La mer se retire ensuite puis réapparait, redéposant des sables, de l'argile et la gaize de l'infra-crétacé.

Puis elle recule à nouveau.

A l'ère cénozoïque (tertiaire et quaternaire selon l'ancienne dénomination), le soulèvement des Alpes se fait sentir jusque dans notre région.

Puis vient les grands déluges.

Les sommets sont arasés par l'érosion et le ruissellement.

Des vallées et des gorges se creusent, notamment sous l'action de la Meuse et de la Semoy.



Géographie


Le parc couvre le nord-ouest du département des Ardennes, avec une varité de paysages intéressante, et est limité au nord et à l'est par la frontière belge.



Paysages et reliefs





Givet - Quai de la Houille





Fumay vue de la boucle de la Meuse




Bogny-sur-Meuse statue de Dardennor





Rocroi sous la neige




La Pointe de Givet



La Pointe de Givet se veut un pays de collines, de forêts qui s'effacent quelquefois derrière des cultures sur les coteaux les plus doux, d'escarpement rocheux, et de pelouses sèches.

L'espace ouvert est aussi utilisé en prairies.

La friche arbustive s’étend sur de nombreux coteaux et gomme les limites parcellaires.

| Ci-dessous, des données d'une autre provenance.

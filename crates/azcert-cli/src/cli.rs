//! Command-line arguments.

use std::path::PathBuf;

use azcert_core::config::API_BASE_URL;
use azcert_core::models::{CertificateDraft, CodeInput, EmailMessage, placeholder_serial};
use azcert_core::search::SearchMode;
use clap::{Args, Parser, Subcommand};

#[derive(Debug, Parser)]
#[command(
    name = "azcert",
    version,
    about = "Back-office console for AZ International inspection certificates"
)]
pub struct Cli {
    /// Base URL of the certificate API
    #[arg(long, env = "AZCERT_API_URL", default_value = API_BASE_URL, global = true)]
    pub base_url: String,

    /// Print raw JSON instead of tables
    #[arg(long, global = true)]
    pub json: bool,

    /// Enable debug logging
    #[arg(short, long, global = true)]
    pub verbose: bool,

    #[command(subcommand)]
    pub command: Command,
}

#[derive(Debug, Subcommand)]
pub enum Command {
    /// List every certificate, grouped by holder
    List,

    /// Search certificates by holder name or serial number
    Search(SearchArgs),

    /// Run the public verification search
    Verify {
        query: String,
        #[arg(long, default_value = "name")]
        mode: SearchMode,
    },

    /// Show one certificate (accepts `CERT-<id>`)
    Get { id: String },

    /// Create a certificate
    Create(CertificateArgs),

    /// Replace the fields of a certificate
    Update {
        id: String,
        #[command(flatten)]
        fields: CertificateArgs,
    },

    /// Delete a certificate
    Delete { id: String },

    /// Bulk-create certificates from a spreadsheet
    Upload { file: PathBuf },

    /// Send a contact-form message
    Email(EmailArgs),

    /// Print a placeholder serial number
    NewSerial,
}

#[derive(Debug, Args)]
#[group(required = true, multiple = false)]
pub struct SearchArgs {
    #[arg(long)]
    pub name: Option<String>,
    #[arg(long)]
    pub serial: Option<String>,
}

/// Certificate fields; anything omitted is defaulted by the API client.
#[derive(Debug, Default, Args)]
pub struct CertificateArgs {
    #[arg(long)]
    pub name: Option<String>,
    #[arg(long)]
    pub serial: Option<String>,
    /// Method code 1-5
    #[arg(long)]
    pub method: Option<String>,
    /// Certificate type code (1 recertificate, 2 initial)
    #[arg(long = "type")]
    pub kind: Option<String>,
    /// Issue date (YYYY-MM-DD or RFC 3339)
    #[arg(long)]
    pub start: Option<String>,
    /// Expiry date (YYYY-MM-DD or RFC 3339)
    #[arg(long)]
    pub end: Option<String>,
    #[arg(long)]
    pub country: Option<String>,
    #[arg(long)]
    pub state: Option<String>,
    #[arg(long)]
    pub street: Option<String>,
}

impl CertificateArgs {
    pub fn into_draft(self) -> CertificateDraft {
        CertificateDraft {
            name: self.name,
            serial_number: self.serial,
            method: self.method.as_deref().map(CodeInput::from),
            kind: self.kind.as_deref().map(CodeInput::from),
            start_date: self.start,
            end_date: self.end,
            location: None,
            country: self.country,
            state: self.state,
            street_address: self.street,
        }
    }

    /// Overlay the given fields on `base`, keeping every field left out.
    pub fn apply_to(self, base: CertificateDraft) -> CertificateDraft {
        let given = self.into_draft();
        CertificateDraft {
            name: given.name.or(base.name),
            serial_number: given.serial_number.or(base.serial_number),
            method: given.method.or(base.method),
            kind: given.kind.or(base.kind),
            start_date: given.start_date.or(base.start_date),
            end_date: given.end_date.or(base.end_date),
            location: base.location,
            country: given.country.or(base.country),
            state: given.state.or(base.state),
            street_address: given.street_address.or(base.street_address),
        }
    }

    /// Like [`into_draft`](Self::into_draft), filling a placeholder serial
    /// when none was given.
    pub fn into_new_draft(self) -> CertificateDraft {
        let mut draft = self.into_draft();
        draft.serial_number.get_or_insert_with(placeholder_serial);
        draft
    }
}

#[derive(Debug, Args)]
pub struct EmailArgs {
    #[arg(long)]
    pub name: String,
    #[arg(long)]
    pub email: String,
    #[arg(long)]
    pub subject: String,
    #[arg(long)]
    pub message: String,
}

impl From<EmailArgs> for EmailMessage {
    fn from(args: EmailArgs) -> Self {
        Self {
            user_name: args.name,
            user_email: args.email,
            subject: args.subject,
            message: args.message,
        }
    }
}
use std::process::ExitCode;

use azcert_cli::{Cli, ReqwestTransport, execute, logging};
use azcert_core::{ClientConfig, ServiceClient};
use clap::Parser;

#[tokio::main(flavor = "current_thread")]
async fn main() -> ExitCode {
    let cli = Cli::parse();
    logging::init_tracing(cli.verbose);

    let client = ServiceClient::with_config(ClientConfig::new(&cli.base_url), ReqwestTransport::new());
    tracing::debug!(base_url = %client.config().base_url, "client ready");

    match execute(&client, cli.command, cli.json).await {
        Ok(output) => {
            println!("{output}");
            ExitCode::SUCCESS
        }
        Err(err) => {
            eprintln!("error: {err:#}");
            ExitCode::FAILURE
        }
    }
}
//! UI components built with Leptos.
//!
//! - [`router`] - Hash routing and page chrome (main entry point)
//! - [`verify`] - Public certificate verification
//! - [`admin`] - Certificate list, editor, and bulk upload
//! - [`contact`] - Contact form
//! - [`notice`] - Page-level success and error messages
//! - [`icons`] - Centralized icon definitions

pub mod admin;
pub mod contact;
pub mod icons;
pub mod notice;
pub mod router;
pub mod verify;

pub use router::AppRouter;
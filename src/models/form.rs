//! Certificate form state.
//!
//! Holds the raw strings of the create/edit form and turns them into a
//! [`CertificateDraft`]. Kept free of signals so it can be tested natively.

use azcert_core::models::{CertificateDraft, CertificateRecord, CodeInput};
use chrono::{DateTime, Utc};

/// Format used by `<input type="date">`.
const DATE_INPUT_FORMAT: &str = "%Y-%m-%d";

/// Raw values of the certificate form.
#[derive(Clone, Debug, Default, PartialEq, Eq)]
pub struct CertificateForm {
    pub name: String,
    pub serial_number: String,
    pub method: String,
    pub kind: String,
    pub start_date: String,
    pub end_date: String,
    pub country: String,
    pub state: String,
    pub street_address: String,
}

impl CertificateForm {
    /// Empty form for a new certificate, with a placeholder serial number.
    pub fn new_certificate() -> Self {
        let draft = CertificateDraft::with_placeholder_serial();
        Self {
            serial_number: draft.serial_number.unwrap_or_default(),
            method: "1".to_string(),
            kind: "1".to_string(),
            ..Self::default()
        }
    }

    /// Form pre-filled from an existing record.
    pub fn from_record(record: &CertificateRecord) -> Self {
        let date = |d: Option<&DateTime<Utc>>| {
            d.map(|d| d.format(DATE_INPUT_FORMAT).to_string())
                .unwrap_or_default()
        };

        Self {
            name: record.name.clone(),
            serial_number: record.serial_number.clone(),
            method: record.method.map(|c| c.to_string()).unwrap_or_default(),
            kind: record.kind.map(|c| c.to_string()).unwrap_or_default(),
            start_date: date(record.start_date.as_ref()),
            end_date: date(record.end_date.as_ref()),
            country: record.location.country.clone(),
            state: record.location.state.clone(),
            street_address: record.location.street_address.clone(),
        }
    }

    /// Check the fields the form requires before submitting.
    pub fn validate(&self) -> Result<(), String> {
        let required = [
            ("Name", &self.name),
            ("Serial number", &self.serial_number),
            ("Method", &self.method),
            ("Start date", &self.start_date),
            ("End date", &self.end_date),
        ];
        if let Some((label, _)) = required.iter().find(|(_, v)| v.trim().is_empty()) {
            return Err(format!("{} is required", label));
        }

        if self.to_draft().has_inverted_dates() {
            return Err("End date must be after start date".to_string());
        }
        Ok(())
    }

    pub fn to_draft(&self) -> CertificateDraft {
        let text = |s: &str| Some(s.to_string()).filter(|s| !s.trim().is_empty());
        let code = |s: &str| text(s).map(CodeInput::Text);

        CertificateDraft {
            name: Some(self.name.clone()),
            serial_number: Some(self.serial_number.clone()),
            method: code(&self.method),
            kind: code(&self.kind),
            start_date: text(&self.start_date),
            end_date: text(&self.end_date),
            location: None,
            country: Some(self.country.clone()),
            state: Some(self.state.clone()),
            street_address: Some(self.street_address.clone()),
        }
    }
}

#[cfg(test)]
mod tests {
    use super::*;
    use serde_json::json;

    fn filled() -> CertificateForm {
        CertificateForm {
            name: "Sami".into(),
            serial_number: "AZ-9".into(),
            method: "3".into(),
            kind: "2".into(),
            start_date: "2024-02-01".into(),
            end_date: "2027-02-01".into(),
            ..Default::default()
        }
    }

    #[test]
    fn test_new_certificate_has_placeholder_serial() {
        let form = CertificateForm::new_certificate();
        let digits = form.serial_number.strip_prefix("CERT-").unwrap();
        assert_eq!(digits.len(), 5);
        assert_eq!(form.method, "1");
    }

    #[test]
    fn test_validate() {
        assert_eq!(filled().validate(), Ok(()));

        let missing = CertificateForm {
            name: "  ".into(),
            ..filled()
        };
        assert_eq!(missing.validate(), Err("Name is required".to_string()));

        let inverted = CertificateForm {
            end_date: "2023-01-01".into(),
            ..filled()
        };
        assert!(inverted.validate().unwrap_err().contains("after start date"));
    }

    #[test]
    fn test_round_trip_through_record() {
        let record: CertificateRecord = serde_json::from_value(json!({
            "srId": 4,
            "name": "Sami",
            "s_N": "AZ-9",
            "method": 3,
            "type": 2,
            "startDate": "2024-02-01T00:00:00Z",
            "endDate": "2027-02-01T00:00:00Z",
            "state": "Alexandria"
        }))
        .unwrap();

        let form = CertificateForm::from_record(&record);
        assert_eq!(form.start_date, "2024-02-01");
        assert_eq!(form.kind, "2");
        assert_eq!(form.state, "Alexandria");

        let draft = form.to_draft();
        assert_eq!(draft.method, Some(CodeInput::Text("3".into())));
        assert_eq!(draft.start_date.as_deref(), Some("2024-02-01"));
    }
}
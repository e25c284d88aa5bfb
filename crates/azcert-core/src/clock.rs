//! Wall-clock source shared by the cache and draft coercion.

use std::sync::Mutex;

use chrono::{DateTime, Duration, Utc};

/// Source of the current time.
pub trait Clock: Send + Sync {
    fn now(&self) -> DateTime<Utc>;
}

/// Clock backed by the system time (`Date.now()` on wasm32).
#[derive(Clone, Copy, Debug, Default)]
pub struct SystemClock;

impl Clock for SystemClock {
    #[inline]
    fn now(&self) -> DateTime<Utc> {
        Utc::now()
    }
}

/// Manually advanced clock for simulated time.
#[derive(Debug)]
pub struct ManualClock {
    now: Mutex<DateTime<Utc>>,
}

impl ManualClock {
    pub fn new(start: DateTime<Utc>) -> Self {
        Self {
            now: Mutex::new(start),
        }
    }

    /// Move the clock forward by `by`.
    pub fn advance(&self, by: Duration) {
        let mut now = self.now.lock().unwrap_or_else(|e| e.into_inner());
        *now += by;
    }

    pub fn set(&self, to: DateTime<Utc>) {
        *self.now.lock().unwrap_or_else(|e| e.into_inner()) = to;
    }
}

impl Clock for ManualClock {
    fn now(&self) -> DateTime<Utc> {
        *self.now.lock().unwrap_or_else(|e| e.into_inner())
    }
}

impl<C: Clock + ?Sized> Clock for std::sync::Arc<C> {
    fn now(&self) -> DateTime<Utc> {
        (**self).now()
    }
}

#[cfg(test)]
mod tests {
    use super::*;
    use chrono::TimeZone;

    #[test]
    fn test_manual_clock_advances() {
        let start = Utc.with_ymd_and_hms(2024, 1, 1, 0, 0, 0).unwrap();
        let clock = ManualClock::new(start);
        clock.advance(Duration::minutes(3));
        assert_eq!(clock.now(), start + Duration::minutes(3));

        clock.set(start);
        assert_eq!(clock.now(), start);
    }
}
//! Native transport over `reqwest`.

use azcert_core::api::{ApiRequest, ApiResponse, HttpMethod, RequestBody, Transport};
use azcert_core::config::UPLOAD_FIELD_NAME;
use azcert_core::error::TransportError;
use reqwest::multipart::{Form, Part};

#[derive(Debug, Clone, Default)]
pub struct ReqwestTransport {
    client: reqwest::Client,
}

impl ReqwestTransport {
    pub fn new() -> Self {
        Self::default()
    }
}

fn method(method: HttpMethod) -> reqwest::Method {
    match method {
        HttpMethod::Get => reqwest::Method::GET,
        HttpMethod::Post => reqwest::Method::POST,
        HttpMethod::Put => reqwest::Method::PUT,
        HttpMethod::Delete => reqwest::Method::DELETE,
    }
}

impl Transport for ReqwestTransport {
    async fn send(&self, request: ApiRequest) -> Result<ApiResponse, TransportError> {
        let mut builder = self
            .client
            .request(method(request.method), &request.url)
            .query(&request.query);
        for (name, value) in request.headers() {
            builder = builder.header(name, value);
        }

        builder = match request.body {
            RequestBody::Empty => builder,
            RequestBody::Json(json) => builder.body(json),
            RequestBody::Multipart(file) => {
                let part = Part::bytes(file.bytes)
                    .file_name(file.file_name)
                    .mime_str(&file.content_type)
                    .map_err(|e| TransportError::RequestCreationFailed(e.to_string()))?;
                builder.multipart(Form::new().part(UPLOAD_FIELD_NAME, part))
            }
        };

        let response = builder
            .send()
            .await
            .map_err(|e| TransportError::Network(e.to_string()))?;
        let status = response.status().as_u16();
        let body = response
            .text()
            .await
            .map_err(|_| TransportError::ResponseReadFailed)?;

        tracing::trace!(status, bytes = body.len(), "response read");
        Ok(ApiResponse::new(status, body))
    }
}
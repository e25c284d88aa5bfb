//! Page notice banner.

use leptos::prelude::*;
use leptos_icons::Icon;

use crate::app::{AppContext, NoticeKind};
use crate::components::icons as ic;

stylance::import_crate_style!(css, "src/components/notice/notice.module.css");

/// Shows the current [`Notice`](crate::app::Notice), if any.
#[component]
pub fn NoticeBar() -> impl IntoView {
    let ctx = use_context::<AppContext>().expect("AppContext must be provided");

    move || {
        ctx.notice.get().map(|notice| {
            let class = match notice.kind {
                NoticeKind::Success => css::success,
                NoticeKind::Error => css::error,
            };
            view! {
                <div class=class role="status">
                    <span class=css::message>{notice.message}</span>
                    <button
                        class=css::dismiss
                        title="Dismiss"
                        on:click=move |_| ctx.dismiss()
                    >
                        <Icon icon=ic::CLOSE />
                    </button>
                </div>
            }
        })
    }
}
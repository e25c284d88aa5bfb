//! The HTTP seam between the data-access layer and the network.
//!
//! [`ServiceClient`](super::ServiceClient) builds transport-neutral
//! [`ApiRequest`]s; a [`Transport`] turns them into real requests. The web
//! app fetches through `web-sys`, the CLI through `reqwest`, tests through
//! the scripted mock.

use std::sync::Arc;

use serde::Serialize;

use crate::error::TransportError;
use crate::models::UploadFile;

pub const JSON_CONTENT_TYPE: &str = "application/json";

#[derive(Debug, Clone, Copy, PartialEq, Eq)]
pub enum HttpMethod {
    Get,
    Post,
    Put,
    Delete,
}

impl HttpMethod {
    pub fn as_str(self) -> &'static str {
        match self {
            Self::Get => "GET",
            Self::Post => "POST",
            Self::Put => "PUT",
            Self::Delete => "DELETE",
        }
    }
}

/// Request body.
#[derive(Debug, Clone, PartialEq)]
pub enum RequestBody {
    Empty,
    /// Serialized JSON text.
    Json(String),
    /// A single file sent as `multipart/form-data`.
    Multipart(UploadFile),
}

/// A request to the certificate API.
#[derive(Debug, Clone, PartialEq)]
pub struct ApiRequest {
    pub method: HttpMethod,
    /// Absolute URL without the query string.
    pub url: String,
    /// Query parameters, not yet percent-encoded.
    pub query: Vec<(String, String)>,
    pub body: RequestBody,
}

impl ApiRequest {
    pub fn new(method: HttpMethod, url: impl Into<String>) -> Self {
        Self {
            method,
            url: url.into(),
            query: Vec::new(),
            body: RequestBody::Empty,
        }
    }

    pub fn get(url: impl Into<String>) -> Self {
        Self::new(HttpMethod::Get, url)
    }

    pub fn delete(url: impl Into<String>) -> Self {
        Self::new(HttpMethod::Delete, url)
    }

    /// Request with `body` serialized as JSON.
    pub fn with_json<T: Serialize>(
        method: HttpMethod,
        url: impl Into<String>,
        body: &T,
    ) -> Result<Self, TransportError> {
        let json = serde_json::to_string(body)
            .map_err(|e| TransportError::RequestCreationFailed(e.to_string()))?;
        Ok(Self {
            body: RequestBody::Json(json),
            ..Self::new(method, url)
        })
    }

    pub fn multipart(url: impl Into<String>, file: UploadFile) -> Self {
        Self {
            body: RequestBody::Multipart(file),
            ..Self::new(HttpMethod::Post, url)
        }
    }

    /// Append a query parameter.
    pub fn query(mut self, key: &str, value: impl Into<String>) -> Self {
        self.query.push((key.to_string(), value.into()));
        self
    }

    /// Headers to send. Multipart requests leave `Content-Type` to the
    /// transport so it can add the boundary.
    pub fn headers(&self) -> Vec<(&'static str, &'static str)> {
        match self.body {
            RequestBody::Multipart(_) => Vec::new(),
            _ => vec![("Content-Type", JSON_CONTENT_TYPE), ("Accept", JSON_CONTENT_TYPE)],
        }
    }

    /// Value of a query parameter.
    pub fn query_value(&self, key: &str) -> Option<&str> {
        self.query
            .iter()
            .find(|(k, _)| k == key)
            .map(|(_, v)| v.as_str())
    }

    /// The JSON body, if any, parsed back into a value.
    pub fn json_body(&self) -> Option<serde_json::Value> {
        match &self.body {
            RequestBody::Json(text) => serde_json::from_str(text).ok(),
            _ => None,
        }
    }
}

/// Status and raw body of an HTTP response.
#[derive(Debug, Clone, PartialEq, Eq)]
pub struct ApiResponse {
    pub status: u16,
    pub body: String,
}

impl ApiResponse {
    pub fn new(status: u16, body: impl Into<String>) -> Self {
        Self {
            status,
            body: body.into(),
        }
    }

    #[inline]
    pub fn is_success(&self) -> bool {
        (200..300).contains(&self.status)
    }

    pub fn json(&self) -> Result<serde_json::Value, serde_json::Error> {
        serde_json::from_str(&self.body)
    }
}

/// Sends [`ApiRequest`]s.
///
/// Any HTTP status, 4xx and 5xx included, is a successful send. An `Err`
/// means no response was obtained at all.
#[allow(async_fn_in_trait)]
pub trait Transport {
    async fn send(&self, request: ApiRequest) -> Result<ApiResponse, TransportError>;
}

impl<T: Transport> Transport for Arc<T> {
    async fn send(&self, request: ApiRequest) -> Result<ApiResponse, TransportError> {
        (**self).send(request).await
    }
}

impl<T: Transport> Transport for &T {
    async fn send(&self, request: ApiRequest) -> Result<ApiResponse, TransportError> {
        (**self).send(request).await
    }
}

#[cfg(test)]
mod tests {
    use super::*;
    use serde_json::json;

    #[test]
    fn test_json_request_headers_and_body() {
        let request = ApiRequest::with_json(
            HttpMethod::Post,
            "https://example.com/Services/create",
            &json!({ "name": "x" }),
        )
        .unwrap();

        assert_eq!(request.method.as_str(), "POST");
        assert_eq!(request.json_body(), Some(json!({ "name": "x" })));
        assert!(request.headers().contains(&("Content-Type", JSON_CONTENT_TYPE)));
    }

    #[test]
    fn test_multipart_has_no_json_headers() {
        let request = ApiRequest::multipart("u", UploadFile::new("a.xlsx", vec![1, 2]));
        assert_eq!(request.method, HttpMethod::Post);
        assert!(request.headers().is_empty());
        assert_eq!(request.json_body(), None);
    }

    #[test]
    fn test_query_values() {
        let request = ApiRequest::get("u").query("search", "a b&c");
        assert_eq!(request.query_value("search"), Some("a b&c"));
        assert_eq!(request.query_value("missing"), None);
    }

    #[test]
    fn test_response_success_range() {
        assert!(ApiResponse::new(200, "").is_success());
        assert!(ApiResponse::new(204, "").is_success());
        assert!(!ApiResponse::new(404, "").is_success());
        assert!(!ApiResponse::new(301, "").is_success());
    }
}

La pierre bleue de Givet, extraite de carrières locales, est souvent utilisée dans les constructions, apportant une touche discrète de couleur, et permettant aux eaux de la Meuse de se refléter dans les façades des bâtiments.

La ville de Givet s'étale de part et d'autre de la Meuse.



Le Massif Ardennais



Le Massif Ardennais constitue une partie de l'Ardenne primaire : la portion rattachée au département français des Ardennes, à qui elle a donné son nom.


Ce territoire est fortement boisé et escarpé, avec des vallées profondes et sinueuses, en particulier les vallées de la Meuse et de ses affluents, dont la Semoy.


Les sommets du massif ardennais et les points de vue sur la vallée de la Meuse contribuent fortement au charme du lieu.

Ils ont de tout temps fait rêver les hommes, faisant naître de multiples légendes.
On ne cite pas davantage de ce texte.